§ **Problem details**: If a line in the data below contains "ResolverConfig", copy it.

§ **Data for this exercise**:
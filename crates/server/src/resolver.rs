//! Manifest hash resolution.
//!
//! Given a file whose build-time hash is known, produce its manifest hash by
//! trying, in order:
//!
//! 1. the in-memory cache,
//! 2. the persistent cross-build cache (checked for usability once per
//!    resolver lifetime),
//! 3. hashing the file on local disk, materializing it first if needed.
//!
//! Local hashing retries with exponential backoff while the file is not yet
//! visible or reads fail. Successful results are written through to both
//! caches; failures are never cached.

use crate::error::ResolveError;
use crate::hash_cache::InMemoryHashCache;
use crate::materialize::MaterializationCoordinator;
use crate::metrics;
use conduit_core::config::ResolverConfig;
use conduit_core::{BuildManifestEntry, ContentHash, HashType};
use conduit_storage::{PersistentHashCache, hash_file};
use std::path::Path;
use std::sync::Arc;
use std::sync::atomic::{AtomicBool, Ordering};
use tracing::{debug, error, warn};

pub struct ManifestHashResolver {
    config: ResolverConfig,
    memory: InMemoryHashCache,
    persistent: Option<Arc<dyn PersistentHashCache>>,
    /// Set by the first caller to reach the persistent tier.
    persistent_checked: AtomicBool,
    /// Cleared when the load step fails.
    persistent_usable: AtomicBool,
    materializer: Arc<MaterializationCoordinator>,
}

impl ManifestHashResolver {
    pub fn new(
        config: ResolverConfig,
        materializer: Arc<MaterializationCoordinator>,
        persistent: Option<Arc<dyn PersistentHashCache>>,
    ) -> Self {
        Self {
            config,
            memory: InMemoryHashCache::new(),
            persistent,
            persistent_checked: AtomicBool::new(false),
            persistent_usable: AtomicBool::new(true),
            materializer,
        }
    }

    pub fn manifest_hash_type(&self) -> HashType {
        self.config.manifest_hash_type
    }

    pub fn memory_cache(&self) -> &InMemoryHashCache {
        &self.memory
    }

    /// Whether the persistent tier is configured and has not failed to load.
    pub fn persistent_cache_usable(&self) -> bool {
        self.persistent.is_some() && self.persistent_usable.load(Ordering::Acquire)
    }

    /// Resolve one entry, producing a new entry with the manifest hash set.
    ///
    /// Failures are logged and yield an entry whose manifest hash is
    /// [`ContentHash::Unknown`].
    pub async fn resolve(&self, entry: &BuildManifestEntry) -> BuildManifestEntry {
        match self.try_resolve(entry).await {
            Ok(hash) => entry.with_build_manifest_hash(hash),
            Err(e) => {
                metrics::MANIFEST_HASH_COMPUTATION_FAILURES.inc();
                warn!(
                    drop = %entry.drop_name,
                    path = %entry.full_file_path.display(),
                    error = %e,
                    "failed to resolve manifest hash"
                );
                entry.with_build_manifest_hash(ContentHash::Unknown)
            }
        }
    }

    /// Resolve every entry concurrently.
    ///
    /// Output order matches input order. One entry failing, or even
    /// panicking, never affects its siblings.
    pub async fn resolve_all(
        self: &Arc<Self>,
        entries: Vec<BuildManifestEntry>,
    ) -> Vec<BuildManifestEntry> {
        let handles: Vec<_> = entries
            .iter()
            .cloned()
            .map(|entry| {
                let resolver = Arc::clone(self);
                tokio::spawn(async move { resolver.resolve(&entry).await })
            })
            .collect();

        let results = futures::future::join_all(handles).await;
        entries
            .into_iter()
            .zip(results)
            .map(|(entry, result)| match result {
                Ok(resolved) => resolved,
                Err(join_err) => {
                    metrics::MANIFEST_HASH_COMPUTATION_FAILURES.inc();
                    error!(
                        path = %entry.full_file_path.display(),
                        error = %join_err,
                        "manifest hash resolution task failed"
                    );
                    entry.with_build_manifest_hash(ContentHash::Unknown)
                }
            })
            .collect()
    }

    /// Resolve the manifest hash of one entry.
    pub async fn try_resolve(
        &self,
        entry: &BuildManifestEntry,
    ) -> Result<ContentHash, ResolveError> {
        let source = entry.source_hash;
        if !source.is_digest() {
            return Err(ResolveError::InvalidSourceHash(source));
        }

        if let Some(hash) = self.memory.get(&source) {
            metrics::MANIFEST_HASH_MEMORY_HITS.inc();
            return Ok(hash);
        }

        if let Some(hash) = self.lookup_persistent(&source).await {
            metrics::MANIFEST_HASH_PERSISTENT_HITS.inc();
            return Ok(self.remember(source, hash));
        }

        let hash = self.compute_locally(entry).await?;
        let stored = self.remember(source, hash);
        self.store_persistent(&source, &stored).await;
        Ok(stored)
    }

    /// The persistent cache, if configured and usable.
    ///
    /// The first caller runs the load step; concurrent callers do not wait
    /// for it.
    async fn persistent_cache(&self) -> Option<&Arc<dyn PersistentHashCache>> {
        let cache = self.persistent.as_ref()?;

        if self
            .persistent_checked
            .compare_exchange(false, true, Ordering::AcqRel, Ordering::Acquire)
            .is_ok()
            && let Err(e) = cache.ensure_loaded().await
        {
            self.persistent_usable.store(false, Ordering::Release);
            warn!(
                backend = cache.backend_name(),
                error = %e,
                "persistent hash cache is unusable, continuing without it"
            );
        }

        self.persistent_usable.load(Ordering::Acquire).then_some(cache)
    }

    async fn lookup_persistent(&self, source: &ContentHash) -> Option<ContentHash> {
        let cache = self.persistent_cache().await?;
        match cache.get(source).await {
            Ok(Some(hash)) if hash.hash_type() == Some(self.config.manifest_hash_type) => {
                Some(hash)
            }
            Ok(Some(hash)) => {
                debug!(
                    source = %source,
                    cached = %hash,
                    "ignoring persisted hash of a different algorithm"
                );
                None
            }
            Ok(None) => None,
            Err(e) => {
                warn!(
                    backend = cache.backend_name(),
                    source = %source,
                    error = %e,
                    "persistent hash cache lookup failed"
                );
                None
            }
        }
    }

    async fn store_persistent(&self, source: &ContentHash, manifest: &ContentHash) {
        let Some(cache) = self.persistent_cache().await else {
            return;
        };
        match cache.put(source, manifest).await {
            Ok(()) => metrics::MANIFEST_HASH_PERSISTENT_WRITES.inc(),
            Err(e) => warn!(
                backend = cache.backend_name(),
                source = %source,
                error = %e,
                "persistent hash cache store failed"
            ),
        }
    }

    fn remember(&self, source: ContentHash, manifest: ContentHash) -> ContentHash {
        metrics::MANIFEST_HASH_MEMORY_WRITES.inc();
        self.memory.insert(source, manifest)
    }

    async fn compute_locally(
        &self,
        entry: &BuildManifestEntry,
    ) -> Result<ContentHash, ResolveError> {
        let path = entry.full_file_path.as_path();

        if !is_present(path).await {
            match self.materializer.materialize_best_effort(path).await {
                Ok(true) => {}
                Ok(false) => {
                    return Err(ResolveError::MaterializationFailed {
                        path: path.to_path_buf(),
                    });
                }
                Err(e) => {
                    debug!(path = %path.display(), error = %e, "materialization errored");
                    return Err(ResolveError::MaterializationFailed {
                        path: path.to_path_buf(),
                    });
                }
            }
        }

        metrics::MANIFEST_HASH_LOCAL_COMPUTATIONS.inc();

        let manifest_type = self.config.manifest_hash_type;
        let verify_type = if self.config.verify_source_hash {
            entry.source_hash.hash_type()
        } else {
            None
        };
        let hash_types: Vec<HashType> =
            std::iter::once(manifest_type).chain(verify_type).collect();

        let max_attempts = self.config.max_attempts;
        for attempt in 0..max_attempts {
            let delay = self.config.retry_delay(attempt);
            if !delay.is_zero() {
                tokio::time::sleep(delay).await;
            }
            let last = attempt + 1 == max_attempts;

            if !is_present(path).await {
                if last {
                    return Err(ResolveError::FileNotFound {
                        path: path.to_path_buf(),
                        attempts: max_attempts,
                    });
                }
                debug!(path = %path.display(), attempt, "file not visible yet, retrying");
                continue;
            }

            let hashes = match hash_file(path, &hash_types).await {
                Ok(hashes) => hashes,
                Err(e) if e.kind() == std::io::ErrorKind::NotFound && last => {
                    return Err(ResolveError::FileNotFound {
                        path: path.to_path_buf(),
                        attempts: max_attempts,
                    });
                }
                Err(e) if last => {
                    return Err(ResolveError::HashingFailed {
                        path: path.to_path_buf(),
                        attempts: max_attempts,
                        source: e,
                    });
                }
                Err(e) => {
                    debug!(
                        path = %path.display(),
                        attempt,
                        error = %e,
                        "hashing failed, retrying"
                    );
                    continue;
                }
            };

            if let Some(build_type) = verify_type {
                let actual = hashes.get(build_type).unwrap_or(ContentHash::Unknown);
                if actual != entry.source_hash {
                    return Err(ResolveError::ContentMismatch {
                        path: path.to_path_buf(),
                        expected: entry.source_hash,
                        actual,
                    });
                }
            }

            return hashes.get(manifest_type).ok_or_else(|| ResolveError::HashingFailed {
                path: path.to_path_buf(),
                attempts: attempt + 1,
                source: std::io::Error::other("manifest digest was not computed"),
            });
        }

        Err(ResolveError::FileNotFound {
            path: path.to_path_buf(),
            attempts: max_attempts,
        })
    }
}

async fn is_present(path: &Path) -> bool {
    tokio::fs::metadata(path)
        .await
        .map(|metadata| metadata.is_file())
        .unwrap_or(false)
}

§ **Solution**:
use conduit_core::config::ResolverConfig;
    config: ResolverConfig,
        config: ResolverConfig,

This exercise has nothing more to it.